# What is needed:
Using the records below, give again exactly the lines from the line that contains "repository c56f343f36758673" through the line that contains "slug.truncate(MAX_FILENAME_LEN - HTML_EXTENSION.len());", both ends included, and only those.

[Saved data entries]
________________________
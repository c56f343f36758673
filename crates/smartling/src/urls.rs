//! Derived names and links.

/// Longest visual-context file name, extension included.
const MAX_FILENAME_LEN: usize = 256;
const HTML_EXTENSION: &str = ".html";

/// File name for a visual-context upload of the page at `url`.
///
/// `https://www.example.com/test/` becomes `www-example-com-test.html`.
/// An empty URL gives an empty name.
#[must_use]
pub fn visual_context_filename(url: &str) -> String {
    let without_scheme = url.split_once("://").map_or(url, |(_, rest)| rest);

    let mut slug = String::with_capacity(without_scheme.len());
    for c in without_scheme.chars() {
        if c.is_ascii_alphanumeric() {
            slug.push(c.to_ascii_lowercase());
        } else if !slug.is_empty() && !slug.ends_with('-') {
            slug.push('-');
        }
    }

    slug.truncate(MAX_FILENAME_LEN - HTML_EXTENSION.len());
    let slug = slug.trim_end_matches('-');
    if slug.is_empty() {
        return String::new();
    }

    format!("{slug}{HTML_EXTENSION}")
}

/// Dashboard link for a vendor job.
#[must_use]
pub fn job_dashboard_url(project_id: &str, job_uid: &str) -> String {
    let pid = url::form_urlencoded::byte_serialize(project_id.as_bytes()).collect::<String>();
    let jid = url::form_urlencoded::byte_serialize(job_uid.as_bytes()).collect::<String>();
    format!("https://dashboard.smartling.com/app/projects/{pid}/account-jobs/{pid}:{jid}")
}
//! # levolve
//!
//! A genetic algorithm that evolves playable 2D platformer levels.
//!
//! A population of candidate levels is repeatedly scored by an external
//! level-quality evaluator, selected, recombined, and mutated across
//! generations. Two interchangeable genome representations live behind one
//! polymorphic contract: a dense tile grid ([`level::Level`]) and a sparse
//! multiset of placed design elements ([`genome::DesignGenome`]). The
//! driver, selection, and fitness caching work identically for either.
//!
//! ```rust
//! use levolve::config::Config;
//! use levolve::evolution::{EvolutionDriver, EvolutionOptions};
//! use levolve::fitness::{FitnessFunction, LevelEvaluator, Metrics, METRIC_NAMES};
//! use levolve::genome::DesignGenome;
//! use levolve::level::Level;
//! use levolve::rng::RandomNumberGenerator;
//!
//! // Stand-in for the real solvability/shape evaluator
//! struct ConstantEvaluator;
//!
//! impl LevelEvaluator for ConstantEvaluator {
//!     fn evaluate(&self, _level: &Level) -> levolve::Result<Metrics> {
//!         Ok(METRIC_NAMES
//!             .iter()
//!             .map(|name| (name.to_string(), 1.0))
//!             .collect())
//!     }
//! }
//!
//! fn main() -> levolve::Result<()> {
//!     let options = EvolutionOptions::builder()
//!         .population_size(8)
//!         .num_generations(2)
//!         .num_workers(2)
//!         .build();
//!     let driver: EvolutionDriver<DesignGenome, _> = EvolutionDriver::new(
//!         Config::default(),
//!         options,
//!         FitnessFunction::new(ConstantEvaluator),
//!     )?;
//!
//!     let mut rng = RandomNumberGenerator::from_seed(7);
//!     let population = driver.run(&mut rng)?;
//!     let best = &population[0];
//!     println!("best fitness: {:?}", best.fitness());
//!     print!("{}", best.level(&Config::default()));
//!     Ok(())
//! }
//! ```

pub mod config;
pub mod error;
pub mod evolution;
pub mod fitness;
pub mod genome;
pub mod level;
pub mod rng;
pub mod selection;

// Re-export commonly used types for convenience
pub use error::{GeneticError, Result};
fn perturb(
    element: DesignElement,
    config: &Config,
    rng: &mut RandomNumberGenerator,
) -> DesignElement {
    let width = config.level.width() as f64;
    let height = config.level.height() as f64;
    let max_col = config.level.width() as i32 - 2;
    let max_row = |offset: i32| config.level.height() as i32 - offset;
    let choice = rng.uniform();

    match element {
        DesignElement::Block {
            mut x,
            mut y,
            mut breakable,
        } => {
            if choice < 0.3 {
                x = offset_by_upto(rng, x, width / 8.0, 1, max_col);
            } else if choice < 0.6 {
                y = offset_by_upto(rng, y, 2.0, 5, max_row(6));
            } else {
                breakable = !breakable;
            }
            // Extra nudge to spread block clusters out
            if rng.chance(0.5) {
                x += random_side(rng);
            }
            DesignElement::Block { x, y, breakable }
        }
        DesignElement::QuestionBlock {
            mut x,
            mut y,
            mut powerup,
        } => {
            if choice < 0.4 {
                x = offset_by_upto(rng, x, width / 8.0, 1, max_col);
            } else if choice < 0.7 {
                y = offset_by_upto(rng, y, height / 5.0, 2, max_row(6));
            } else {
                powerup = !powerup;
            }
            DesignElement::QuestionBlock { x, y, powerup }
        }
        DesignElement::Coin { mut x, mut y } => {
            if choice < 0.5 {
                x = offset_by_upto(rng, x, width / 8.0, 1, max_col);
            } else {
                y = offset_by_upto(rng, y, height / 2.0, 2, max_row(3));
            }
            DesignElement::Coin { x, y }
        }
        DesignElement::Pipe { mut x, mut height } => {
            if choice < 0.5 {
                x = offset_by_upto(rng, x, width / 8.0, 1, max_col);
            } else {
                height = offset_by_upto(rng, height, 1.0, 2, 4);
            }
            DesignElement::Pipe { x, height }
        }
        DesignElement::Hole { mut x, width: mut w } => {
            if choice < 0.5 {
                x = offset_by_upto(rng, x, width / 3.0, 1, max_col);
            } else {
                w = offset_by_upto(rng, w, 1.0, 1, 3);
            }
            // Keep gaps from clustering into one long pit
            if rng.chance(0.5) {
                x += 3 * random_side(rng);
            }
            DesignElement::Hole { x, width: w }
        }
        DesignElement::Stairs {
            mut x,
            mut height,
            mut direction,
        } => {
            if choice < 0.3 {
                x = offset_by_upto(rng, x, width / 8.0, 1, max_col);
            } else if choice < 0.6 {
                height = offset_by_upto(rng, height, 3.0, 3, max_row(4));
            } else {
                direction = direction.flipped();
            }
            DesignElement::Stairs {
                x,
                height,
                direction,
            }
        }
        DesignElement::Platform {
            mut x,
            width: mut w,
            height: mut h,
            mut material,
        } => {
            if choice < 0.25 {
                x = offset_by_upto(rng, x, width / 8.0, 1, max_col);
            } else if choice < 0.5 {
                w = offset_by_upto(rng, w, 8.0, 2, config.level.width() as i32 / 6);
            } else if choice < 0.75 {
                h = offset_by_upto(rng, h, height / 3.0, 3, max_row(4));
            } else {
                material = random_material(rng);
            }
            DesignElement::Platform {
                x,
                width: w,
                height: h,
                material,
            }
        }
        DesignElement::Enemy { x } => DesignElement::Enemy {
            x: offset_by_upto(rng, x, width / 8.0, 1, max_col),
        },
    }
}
________________________
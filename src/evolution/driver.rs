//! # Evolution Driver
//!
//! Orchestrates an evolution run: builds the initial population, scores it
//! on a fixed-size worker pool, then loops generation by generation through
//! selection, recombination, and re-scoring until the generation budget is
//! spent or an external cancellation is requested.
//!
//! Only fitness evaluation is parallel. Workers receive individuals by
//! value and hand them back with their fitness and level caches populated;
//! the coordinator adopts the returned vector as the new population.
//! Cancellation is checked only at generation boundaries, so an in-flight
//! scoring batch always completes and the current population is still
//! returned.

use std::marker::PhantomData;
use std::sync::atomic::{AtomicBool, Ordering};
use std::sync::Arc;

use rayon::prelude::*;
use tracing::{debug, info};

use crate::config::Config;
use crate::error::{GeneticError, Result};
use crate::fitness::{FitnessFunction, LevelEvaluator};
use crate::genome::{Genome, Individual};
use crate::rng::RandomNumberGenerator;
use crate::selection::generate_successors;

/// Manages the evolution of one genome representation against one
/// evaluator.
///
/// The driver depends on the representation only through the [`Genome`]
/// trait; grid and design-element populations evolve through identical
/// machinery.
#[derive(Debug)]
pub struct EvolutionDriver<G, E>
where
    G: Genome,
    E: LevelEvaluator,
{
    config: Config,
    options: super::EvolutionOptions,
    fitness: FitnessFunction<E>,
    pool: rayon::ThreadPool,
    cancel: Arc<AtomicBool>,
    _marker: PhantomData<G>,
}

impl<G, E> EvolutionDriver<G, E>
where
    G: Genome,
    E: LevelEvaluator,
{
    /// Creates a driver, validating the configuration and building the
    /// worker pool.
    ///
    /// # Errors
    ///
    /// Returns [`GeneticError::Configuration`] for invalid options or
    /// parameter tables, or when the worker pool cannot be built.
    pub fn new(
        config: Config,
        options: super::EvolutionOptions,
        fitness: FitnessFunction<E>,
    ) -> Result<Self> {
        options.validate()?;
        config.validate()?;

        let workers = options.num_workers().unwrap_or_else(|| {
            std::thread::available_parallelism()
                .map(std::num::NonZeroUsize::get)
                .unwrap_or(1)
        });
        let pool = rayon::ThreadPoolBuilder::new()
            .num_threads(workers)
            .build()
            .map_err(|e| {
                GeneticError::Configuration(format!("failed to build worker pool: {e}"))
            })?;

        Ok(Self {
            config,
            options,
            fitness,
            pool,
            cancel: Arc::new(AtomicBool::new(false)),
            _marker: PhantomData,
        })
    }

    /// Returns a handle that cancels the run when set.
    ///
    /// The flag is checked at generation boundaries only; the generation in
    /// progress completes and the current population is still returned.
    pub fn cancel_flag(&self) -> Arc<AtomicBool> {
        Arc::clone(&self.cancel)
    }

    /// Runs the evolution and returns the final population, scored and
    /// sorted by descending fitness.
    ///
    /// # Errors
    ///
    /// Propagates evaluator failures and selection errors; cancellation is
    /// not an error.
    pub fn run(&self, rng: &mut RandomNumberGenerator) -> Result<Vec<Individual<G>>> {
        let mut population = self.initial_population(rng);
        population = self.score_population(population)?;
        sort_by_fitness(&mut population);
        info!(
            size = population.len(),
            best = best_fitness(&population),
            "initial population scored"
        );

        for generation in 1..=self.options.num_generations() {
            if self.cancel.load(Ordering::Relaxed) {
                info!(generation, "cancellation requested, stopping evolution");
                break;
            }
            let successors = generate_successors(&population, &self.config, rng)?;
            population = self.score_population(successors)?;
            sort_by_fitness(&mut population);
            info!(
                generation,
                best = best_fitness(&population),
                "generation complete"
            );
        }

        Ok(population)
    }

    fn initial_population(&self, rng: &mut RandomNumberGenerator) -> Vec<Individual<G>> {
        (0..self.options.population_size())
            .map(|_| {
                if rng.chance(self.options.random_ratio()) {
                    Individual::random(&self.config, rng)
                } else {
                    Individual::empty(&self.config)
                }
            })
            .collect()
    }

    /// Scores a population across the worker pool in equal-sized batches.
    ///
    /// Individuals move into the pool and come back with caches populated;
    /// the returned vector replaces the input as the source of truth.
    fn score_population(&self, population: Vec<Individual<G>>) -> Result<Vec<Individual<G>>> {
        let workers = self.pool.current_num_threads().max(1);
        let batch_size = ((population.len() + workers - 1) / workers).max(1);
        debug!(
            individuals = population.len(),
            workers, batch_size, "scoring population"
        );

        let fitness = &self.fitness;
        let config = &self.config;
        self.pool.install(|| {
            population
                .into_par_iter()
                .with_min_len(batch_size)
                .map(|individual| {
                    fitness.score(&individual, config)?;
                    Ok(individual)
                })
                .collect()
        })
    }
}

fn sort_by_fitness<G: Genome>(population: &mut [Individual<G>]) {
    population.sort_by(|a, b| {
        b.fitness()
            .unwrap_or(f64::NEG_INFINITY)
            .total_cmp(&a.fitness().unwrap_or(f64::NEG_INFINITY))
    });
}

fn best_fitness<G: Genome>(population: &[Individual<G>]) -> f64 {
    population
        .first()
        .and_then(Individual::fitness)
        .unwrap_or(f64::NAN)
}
________________________
# Answer to this task:
repository c56f343f36758673
filename crates/smartling/src/urls.rs
//! Derived names and links.

/// Longest visual-context file name, extension included.
const MAX_FILENAME_LEN: usize = 256;
const HTML_EXTENSION: &str = ".html";

/// File name for a visual-context upload of the page at `url`.
///
/// `https://www.example.com/test/` becomes `www-example-com-test.html`.
/// An empty URL gives an empty name.
#[must_use]
pub fn visual_context_filename(url: &str) -> String {
    let without_scheme = url.split_once("://").map_or(url, |(_, rest)| rest);

    let mut slug = String::with_capacity(without_scheme.len());
    for c in without_scheme.chars() {
        if c.is_ascii_alphanumeric() {
            slug.push(c.to_ascii_lowercase());
        } else if !slug.is_empty() && !slug.ends_with('-') {
            slug.push('-');
        }
    }

    slug.truncate(MAX_FILENAME_LEN - HTML_EXTENSION.len());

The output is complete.